[What the task asks] Collect all lines from the listing that include the string "derive".

[Material for this exercise]
****
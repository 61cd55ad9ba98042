//! Terminal viewport state.

use spark_signals::{signal, Signal};

use crate::types::Rect;

/// Viewport used before the host reports a terminal size.
pub const DEFAULT_VIEWPORT: Rect = Rect::new(0, 0, 80, 24);

thread_local! {
    static VIEWPORT: Signal<Rect> = signal(DEFAULT_VIEWPORT);
}

/// Current viewport rect. Reactive when read from an effect.
pub fn viewport() -> Rect {
    VIEWPORT.with(|s| s.get())
}

/// Record the terminal size.
pub fn set_terminal_size(width: u16, height: u16) {
    VIEWPORT.with(|s| s.set(Rect::new(0, 0, width as i32, height as i32)));
}

/// Reset viewport state (for testing).
pub fn reset_viewport() {
    VIEWPORT.with(|s| s.set(DEFAULT_VIEWPORT));
}
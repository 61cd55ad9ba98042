//! Mouse Module - Click hit-testing and per-element click handlers
//!
//! # API
//!
//! - `hit_test(x, y)` - Topmost element at a position
//! - `on_click(index, fn)` - Click handler for an element
//! - `dispatch(event)` - Dispatch a mouse event
//!
//! Clicks bubble from the element under the cursor through its parents until
//! a handler consumes the event.

use std::cell::RefCell;
use std::collections::HashMap;
use std::rc::Rc;

use super::keyboard::Modifiers;
use crate::engine::{
    allocation_order, effective_z_index, get_allocated_indices, get_parent, get_rect,
};

// =============================================================================
// TYPES
// =============================================================================

/// Mouse action type
#[derive(Debug, Clone, Copy, PartialEq, Eq)]
pub enum MouseAction {
    Down,
    Up,
    Move,
    Drag,
    Scroll,
}

/// Mouse button
#[derive(Debug, Clone, Copy, Default, PartialEq, Eq)]
pub enum MouseButton {
    Left,
    Middle,
    Right,
    #[default]
    None,
}

/// Mouse event
#[derive(Debug, Clone, PartialEq)]
pub struct MouseEvent {
    pub action: MouseAction,
    pub button: MouseButton,
    /// Column (0-indexed)
    pub x: u16,
    /// Row (0-indexed)
    pub y: u16,
    pub modifiers: Modifiers,
    /// Element at this position (filled by dispatch)
    pub component_index: Option<usize>,
}

impl MouseEvent {
    pub fn new(action: MouseAction, button: MouseButton, x: u16, y: u16) -> Self {
        Self {
            action,
            button,
            x,
            y,
            modifiers: Modifiers::default(),
            component_index: None,
        }
    }

    /// Left button press at a position
    pub fn click(x: u16, y: u16) -> Self {
        Self::new(MouseAction::Down, MouseButton::Left, x, y)
    }
}

/// Click handler. Return true to stop bubbling.
pub type ClickHandler = Rc<dyn Fn(&MouseEvent) -> bool>;

// =============================================================================
// HANDLER REGISTRY
// =============================================================================

#[derive(Default)]
struct ClickRegistry {
    handlers: HashMap<usize, Vec<(usize, ClickHandler)>>,
    next_id: usize,
}

thread_local! {
    static REGISTRY: RefCell<ClickRegistry> = RefCell::new(ClickRegistry::default());
}

/// Register a click handler for an element.
/// Returns cleanup function.
pub fn on_click<F>(index: usize, handler: F) -> impl FnOnce()
where
    F: Fn(&MouseEvent) -> bool + 'static,
{
    let id = REGISTRY.with(|reg| {
        let mut reg = reg.borrow_mut();
        let id = reg.next_id;
        reg.next_id += 1;
        reg.handlers
            .entry(index)
            .or_default()
            .push((id, Rc::new(handler)));
        id
    });

    move || {
        REGISTRY.with(|reg| {
            let mut reg = reg.borrow_mut();
            if let Some(handlers) = reg.handlers.get_mut(&index) {
                handlers.retain(|(handler_id, _)| *handler_id != id);
                if handlers.is_empty() {
                    reg.handlers.remove(&index);
                }
            }
        });
    }
}

// =============================================================================
// HIT TESTING
// =============================================================================

/// Topmost element containing the point.
///
/// Higher effective z-index wins; among equals, the later allocation wins.
pub fn hit_test(x: i32, y: i32) -> Option<usize> {
    get_allocated_indices()
        .into_iter()
        .filter(|&i| get_rect(i).is_some_and(|r| r.contains(x, y)))
        .max_by_key(|&i| (effective_z_index(i), allocation_order(i)))
}

// =============================================================================
// DISPATCH
// =============================================================================

/// Dispatch a mouse event. Returns true if a click handler consumed it.
///
/// Only left-button presses are clicks.
pub fn dispatch(mut event: MouseEvent) -> bool {
    let target = hit_test(event.x as i32, event.y as i32);
    event.component_index = target;

    if event.action != MouseAction::Down || event.button != MouseButton::Left {
        return false;
    }

    let mut current = target;
    while let Some(index) = current {
        let handlers: Vec<ClickHandler> = REGISTRY.with(|reg| {
            reg.borrow()
                .handlers
                .get(&index)
                .map(|hs| hs.iter().map(|(_, h)| h.clone()).collect())
                .unwrap_or_default()
        });
        for handler in handlers {
            if handler(&event) {
                return true;
            }
        }
        current = get_parent(index);
    }
    false
}

/// Reset mouse state (for testing)
pub fn reset_mouse_state() {
    REGISTRY.with(|reg| *reg.borrow_mut() = ClickRegistry::default());
}

#[cfg(test)]
mod tests {
    use super::*;
    use crate::engine::{allocate_element, release_element, reset_registry, with_parent, ElementProps};
    use crate::types::Rect;
    use std::cell::Cell;

    fn setup() {
        reset_registry();
        reset_mouse_state();
    }

    fn element(rect: Rect, z_index: i32) -> usize {
        allocate_element(ElementProps {
            rect,
            z_index,
            ..Default::default()
        })
    }

    #[test]
    fn test_hit_test_prefers_higher_z() {
        setup();

        let base = element(Rect::new(0, 0, 10, 10), 0);
        let layer = element(Rect::new(2, 2, 4, 4), 1000);
        let later = element(Rect::new(0, 0, 10, 10), 0);

        assert_eq!(hit_test(3, 3), Some(layer));
        assert_eq!(hit_test(8, 8), Some(later));
        assert_ne!(hit_test(8, 8), Some(base));
        assert_eq!(hit_test(50, 50), None);
    }

    #[test]
    fn test_hit_test_tie_goes_to_newest_on_recycled_index() {
        setup();

        let old = element(Rect::new(0, 0, 10, 10), 0);
        let newer = element(Rect::new(0, 0, 10, 10), 0);
        release_element(old);
        let newest = element(Rect::new(0, 0, 10, 10), 0);

        assert_eq!(newest, old);
        assert!(newest < newer);
        assert_eq!(hit_test(5, 5), Some(newest));
    }

    #[test]
    fn test_click_bubbles_to_parent() {
        setup();

        let clicks = Rc::new(Cell::new(0));
        let clicks_clone = clicks.clone();

        let parent = element(Rect::new(0, 0, 10, 1), 0);
        let _child = with_parent(parent, || element(Rect::new(0, 0, 2, 1), 0));

        let _cleanup = on_click(parent, move |_| {
            clicks_clone.set(clicks_clone.get() + 1);
            true
        });

        assert!(dispatch(MouseEvent::click(1, 0)));
        assert_eq!(clicks.get(), 1);

        // Release and right button are not clicks
        assert!(!dispatch(MouseEvent::new(MouseAction::Up, MouseButton::Left, 1, 0)));
        assert!(!dispatch(MouseEvent::new(MouseAction::Down, MouseButton::Right, 1, 0)));
        assert_eq!(clicks.get(), 1);
    }

    #[test]
    fn test_click_cleanup() {
        setup();

        let clicks = Rc::new(Cell::new(0));
        let clicks_clone = clicks.clone();

        let target = element(Rect::new(0, 0, 4, 1), 0);
        let cleanup = on_click(target, move |_| {
            clicks_clone.set(clicks_clone.get() + 1);
            true
        });

        dispatch(MouseEvent::click(0, 0));
        cleanup();
        dispatch(MouseEvent::click(0, 0));
        assert_eq!(clicks.get(), 1);
    }
}
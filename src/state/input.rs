//! Input Module - crossterm events in, crate events out.
//!
//! Key codes become DOM-style key names so handlers can match on "Escape"
//! the same way regardless of terminal. Resizes update the viewport and count
//! as a scroll (overlays reposition, visibility is re-checked).
//!
//! # Example
//!
//! ```ignore
//! use spark_notify::state::{input, tick};
//!
//! loop {
//!     let event = crossterm::event::read()?;
//!     input::route_event(event.into());
//!     tick::run_until_idle();
//! }
//! ```

use crossterm::event::{
    Event as CrosstermEvent, KeyCode, KeyEvent as CrosstermKeyEvent, KeyEventKind,
    KeyModifiers, MouseButton as CrosstermMouseButton, MouseEvent as CrosstermMouseEvent,
    MouseEventKind,
};

use super::keyboard::{KeyState, KeyboardEvent, Modifiers};
use super::mouse::{MouseAction, MouseButton, MouseEvent};
use super::scroll;
use crate::engine::set_terminal_size;

/// An event the notification system reacts to.
#[derive(Debug, Clone)]
pub enum InputEvent {
    Mouse(MouseEvent),
    Key(KeyboardEvent),
    /// New terminal width and height.
    Resize(u16, u16),
    /// Anything else (focus gained/lost, paste).
    None,
}

impl From<CrosstermEvent> for InputEvent {
    fn from(event: CrosstermEvent) -> Self {
        match event {
            CrosstermEvent::Mouse(mouse) => InputEvent::Mouse(convert_mouse_event(mouse)),
            CrosstermEvent::Key(key) => InputEvent::Key(convert_key_event(key)),
            CrosstermEvent::Resize(width, height) => InputEvent::Resize(width, height),
            _ => InputEvent::None,
        }
    }
}

// =============================================================================
// CONVERSION
// =============================================================================

pub fn convert_mouse_event(event: CrosstermMouseEvent) -> MouseEvent {
    let button = |b: CrosstermMouseButton| match b {
        CrosstermMouseButton::Left => MouseButton::Left,
        CrosstermMouseButton::Right => MouseButton::Right,
        CrosstermMouseButton::Middle => MouseButton::Middle,
    };
    let (action, button) = match event.kind {
        MouseEventKind::Down(b) => (MouseAction::Down, button(b)),
        MouseEventKind::Up(b) => (MouseAction::Up, button(b)),
        MouseEventKind::Drag(b) => (MouseAction::Drag, button(b)),
        MouseEventKind::Moved => (MouseAction::Move, MouseButton::None),
        _ => (MouseAction::Scroll, MouseButton::None),
    };

    MouseEvent {
        modifiers: convert_modifiers(event.modifiers),
        ..MouseEvent::new(action, button, event.column, event.row)
    }
}

/// DOM name of a key code. Unnamed keys map to the empty string.
fn key_name(code: KeyCode) -> String {
    let name = match code {
        KeyCode::Char(c) => return c.to_string(),
        KeyCode::F(n) => return format!("F{n}"),
        KeyCode::Esc => "Escape",
        KeyCode::Enter => "Enter",
        KeyCode::Tab | KeyCode::BackTab => "Tab",
        KeyCode::Backspace => "Backspace",
        KeyCode::Delete => "Delete",
        KeyCode::Home => "Home",
        KeyCode::End => "End",
        KeyCode::PageUp => "PageUp",
        KeyCode::PageDown => "PageDown",
        KeyCode::Up => "ArrowUp",
        KeyCode::Down => "ArrowDown",
        KeyCode::Left => "ArrowLeft",
        KeyCode::Right => "ArrowRight",
        _ => "",
    };
    name.to_string()
}

pub fn convert_key_event(event: CrosstermKeyEvent) -> KeyboardEvent {
    let mut modifiers = convert_modifiers(event.modifiers);
    if event.code == KeyCode::BackTab {
        modifiers.shift = true;
    }

    KeyboardEvent {
        key: key_name(event.code),
        modifiers,
        state: match event.kind {
            KeyEventKind::Press => KeyState::Press,
            KeyEventKind::Repeat => KeyState::Repeat,
            KeyEventKind::Release => KeyState::Release,
        },
    }
}

fn convert_modifiers(mods: KeyModifiers) -> Modifiers {
    Modifiers {
        ctrl: mods.contains(KeyModifiers::CONTROL),
        alt: mods.contains(KeyModifiers::ALT),
        shift: mods.contains(KeyModifiers::SHIFT),
        meta: mods.intersects(KeyModifiers::META | KeyModifiers::SUPER),
    }
}

// =============================================================================
// EVENT ROUTING
// =============================================================================

/// Route an event to the appropriate handler.
/// Returns true if a click handler consumed the event. Key-ups are never consumed.
pub fn route_event(event: InputEvent) -> bool {
    match event {
        InputEvent::Mouse(mouse) => super::mouse::dispatch(mouse),
        InputEvent::Key(key) => {
            super::keyboard::dispatch(key);
            false
        }
        InputEvent::Resize(w, h) => {
            set_terminal_size(w, h);
            scroll::notify_scroll();
            false
        }
        InputEvent::None => false,
    }
}

// =============================================================================
// TESTS
// =============================================================================
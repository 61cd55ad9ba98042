//! Scroll Module - Scroll and viewport change notifications.
//!
//! The host calls [`notify_scroll`] after content moves (scrolling, layout,
//! resize). Listeners run first so overlays can follow their anchors, then
//! intersection observations are re-checked.

use std::cell::RefCell;
use std::rc::Rc;

use super::visibility;

type ScrollListener = Rc<dyn Fn()>;

#[derive(Default)]
struct ScrollRegistry {
    listeners: Vec<(usize, ScrollListener)>,
    next_id: usize,
}

thread_local! {
    static REGISTRY: RefCell<ScrollRegistry> = RefCell::new(ScrollRegistry::default());
}

/// Subscribe to scroll notifications.
/// Returns cleanup function.
pub fn on_scroll<F>(listener: F) -> impl FnOnce()
where
    F: Fn() + 'static,
{
    let id = REGISTRY.with(|reg| {
        let mut reg = reg.borrow_mut();
        let id = reg.next_id;
        reg.next_id += 1;
        reg.listeners.push((id, Rc::new(listener)));
        id
    });

    move || {
        REGISTRY.with(|reg| {
            reg.borrow_mut().listeners.retain(|(listener_id, _)| *listener_id != id);
        });
    }
}

/// Notify that content scrolled or the viewport changed.
pub fn notify_scroll() {
    let listeners: Vec<ScrollListener> = REGISTRY.with(|reg| {
        reg.borrow().listeners.iter().map(|(_, l)| l.clone()).collect()
    });
    for listener in listeners {
        listener();
    }
    visibility::check_intersections();
}

pub fn scroll_listener_count() -> usize {
    REGISTRY.with(|reg| reg.borrow().listeners.len())
}

/// Reset scroll state (for testing)
pub fn reset_scroll_state() {
    REGISTRY.with(|reg| *reg.borrow_mut() = ScrollRegistry::default());
}
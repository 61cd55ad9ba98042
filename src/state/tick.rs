//! Tick Queue - Work deferred until the current synchronous work completes.
//!
//! The host drains one tick per event-loop turn with [`run_tick`], after it
//! has finished dispatching the current input event. A tick runs exactly the
//! tasks that were queued before it started; tasks deferred while it runs
//! wait for the next tick.
//!
//! ```ignore
//! loop {
//!     if let Ok(event) = crossterm::event::read() {
//!         input::route_event(event.into());
//!     }
//!     tick::run_tick();
//! }
//! ```

use std::cell::RefCell;
use std::collections::VecDeque;

type Task = Box<dyn FnOnce()>;

thread_local! {
    static QUEUE: RefCell<VecDeque<Task>> = RefCell::new(VecDeque::new());
}

/// Schedule `task` for the next tick.
pub fn defer(task: impl FnOnce() + 'static) {
    QUEUE.with(|queue| queue.borrow_mut().push_back(Box::new(task)));
}

/// Number of tasks waiting for a tick.
pub fn pending_tasks() -> usize {
    QUEUE.with(|queue| queue.borrow().len())
}

/// Run one tick. Returns the number of tasks that ran.
pub fn run_tick() -> usize {
    let batch: VecDeque<Task> = QUEUE.with(|queue| std::mem::take(&mut *queue.borrow_mut()));
    let count = batch.len();
    for task in batch {
        task();
    }
    count
}

/// Run ticks until nothing is pending. Returns the number of ticks run.
pub fn run_until_idle() -> usize {
    let mut ticks = 0;
    while pending_tasks() > 0 {
        run_tick();
        ticks += 1;
    }
    ticks
}

/// Drop all pending tasks (for testing)
pub fn reset_tick_queue() {
    QUEUE.with(|queue| queue.borrow_mut().clear());
}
****
[Your solution]
#[derive(Debug, Clone, Copy, PartialEq, Eq)]
#[derive(Debug, Clone, Copy, Default, PartialEq, Eq)]
#[derive(Debug, Clone, PartialEq)]
#[derive(Default)]
#[derive(Debug, Clone)]
#[derive(Default)]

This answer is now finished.